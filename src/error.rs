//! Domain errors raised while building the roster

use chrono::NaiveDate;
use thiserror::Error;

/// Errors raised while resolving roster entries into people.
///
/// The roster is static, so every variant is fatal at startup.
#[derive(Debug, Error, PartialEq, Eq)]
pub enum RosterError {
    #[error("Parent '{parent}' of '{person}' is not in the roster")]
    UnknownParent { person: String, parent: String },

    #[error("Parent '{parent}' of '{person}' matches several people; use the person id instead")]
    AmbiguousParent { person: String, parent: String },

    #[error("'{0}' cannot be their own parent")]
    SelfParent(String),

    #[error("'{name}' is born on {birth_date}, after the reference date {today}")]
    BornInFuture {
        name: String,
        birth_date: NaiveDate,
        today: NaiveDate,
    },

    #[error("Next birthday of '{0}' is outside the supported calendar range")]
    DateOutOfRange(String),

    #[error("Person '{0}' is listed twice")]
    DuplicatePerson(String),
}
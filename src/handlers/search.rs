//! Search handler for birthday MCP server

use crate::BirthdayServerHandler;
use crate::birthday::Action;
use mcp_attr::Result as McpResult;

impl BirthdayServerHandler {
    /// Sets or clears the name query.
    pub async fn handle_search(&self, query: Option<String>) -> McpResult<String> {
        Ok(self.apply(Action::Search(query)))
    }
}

**********

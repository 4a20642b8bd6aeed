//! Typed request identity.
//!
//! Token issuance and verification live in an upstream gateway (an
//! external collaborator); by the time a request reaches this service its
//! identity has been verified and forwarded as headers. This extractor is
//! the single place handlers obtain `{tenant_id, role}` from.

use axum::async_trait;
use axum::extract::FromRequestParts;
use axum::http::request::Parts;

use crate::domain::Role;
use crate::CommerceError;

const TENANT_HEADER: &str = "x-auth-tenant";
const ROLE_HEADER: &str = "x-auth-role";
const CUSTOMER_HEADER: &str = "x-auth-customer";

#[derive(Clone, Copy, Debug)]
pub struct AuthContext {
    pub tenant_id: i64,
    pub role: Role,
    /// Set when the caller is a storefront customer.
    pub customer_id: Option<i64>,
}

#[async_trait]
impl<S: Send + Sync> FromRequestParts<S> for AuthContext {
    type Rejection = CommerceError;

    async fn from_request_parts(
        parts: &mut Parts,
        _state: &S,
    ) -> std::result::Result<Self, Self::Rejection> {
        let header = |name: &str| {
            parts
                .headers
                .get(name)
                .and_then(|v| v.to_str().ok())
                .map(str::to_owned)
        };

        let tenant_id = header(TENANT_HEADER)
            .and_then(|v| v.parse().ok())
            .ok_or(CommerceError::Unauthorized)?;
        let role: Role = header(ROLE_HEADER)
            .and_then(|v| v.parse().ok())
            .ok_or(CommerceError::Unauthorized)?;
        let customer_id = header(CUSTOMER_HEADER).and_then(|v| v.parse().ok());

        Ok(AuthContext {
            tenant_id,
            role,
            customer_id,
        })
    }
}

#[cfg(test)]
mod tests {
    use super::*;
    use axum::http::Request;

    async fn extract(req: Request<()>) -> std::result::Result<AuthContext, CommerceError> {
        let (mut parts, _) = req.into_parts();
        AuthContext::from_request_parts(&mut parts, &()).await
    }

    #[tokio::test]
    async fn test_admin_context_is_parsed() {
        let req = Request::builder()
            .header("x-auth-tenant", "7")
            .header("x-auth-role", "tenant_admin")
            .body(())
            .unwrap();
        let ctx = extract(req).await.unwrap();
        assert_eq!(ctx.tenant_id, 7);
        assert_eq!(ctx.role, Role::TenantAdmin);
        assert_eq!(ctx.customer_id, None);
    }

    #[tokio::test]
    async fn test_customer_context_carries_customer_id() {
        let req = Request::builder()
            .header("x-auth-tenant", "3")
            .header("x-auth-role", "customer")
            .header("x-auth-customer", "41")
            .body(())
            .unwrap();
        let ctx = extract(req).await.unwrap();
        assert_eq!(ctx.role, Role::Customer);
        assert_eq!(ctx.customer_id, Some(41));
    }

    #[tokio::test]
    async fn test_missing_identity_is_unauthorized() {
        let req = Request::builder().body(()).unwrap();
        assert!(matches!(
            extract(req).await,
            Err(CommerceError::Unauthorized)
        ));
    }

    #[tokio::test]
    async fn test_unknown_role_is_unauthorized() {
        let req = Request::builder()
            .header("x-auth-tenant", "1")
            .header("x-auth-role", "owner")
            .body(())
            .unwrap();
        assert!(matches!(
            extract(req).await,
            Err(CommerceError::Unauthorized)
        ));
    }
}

**********

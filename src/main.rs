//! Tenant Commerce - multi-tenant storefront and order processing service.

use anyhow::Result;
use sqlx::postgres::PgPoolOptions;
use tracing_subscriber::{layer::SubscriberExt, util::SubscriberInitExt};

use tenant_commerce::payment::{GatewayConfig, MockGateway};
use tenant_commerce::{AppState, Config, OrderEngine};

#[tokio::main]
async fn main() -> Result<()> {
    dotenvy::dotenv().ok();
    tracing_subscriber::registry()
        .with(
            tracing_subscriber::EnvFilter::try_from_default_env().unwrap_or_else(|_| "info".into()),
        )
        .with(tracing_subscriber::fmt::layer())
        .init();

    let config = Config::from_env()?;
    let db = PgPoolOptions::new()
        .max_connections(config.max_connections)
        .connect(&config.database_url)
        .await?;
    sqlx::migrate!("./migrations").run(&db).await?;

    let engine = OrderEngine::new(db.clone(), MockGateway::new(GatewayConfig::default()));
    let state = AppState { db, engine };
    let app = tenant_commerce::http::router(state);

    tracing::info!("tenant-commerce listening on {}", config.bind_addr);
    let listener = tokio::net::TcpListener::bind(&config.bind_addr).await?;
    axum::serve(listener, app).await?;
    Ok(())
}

**********

TASK TO COMPLETE.
The required output is a copy of each line in the records where the string "McpResult" occurs.

ANSWER.
use mcp_attr::Result as McpResult;
    pub async fn handle_search(&self, query: Option<String>) -> McpResult<String> {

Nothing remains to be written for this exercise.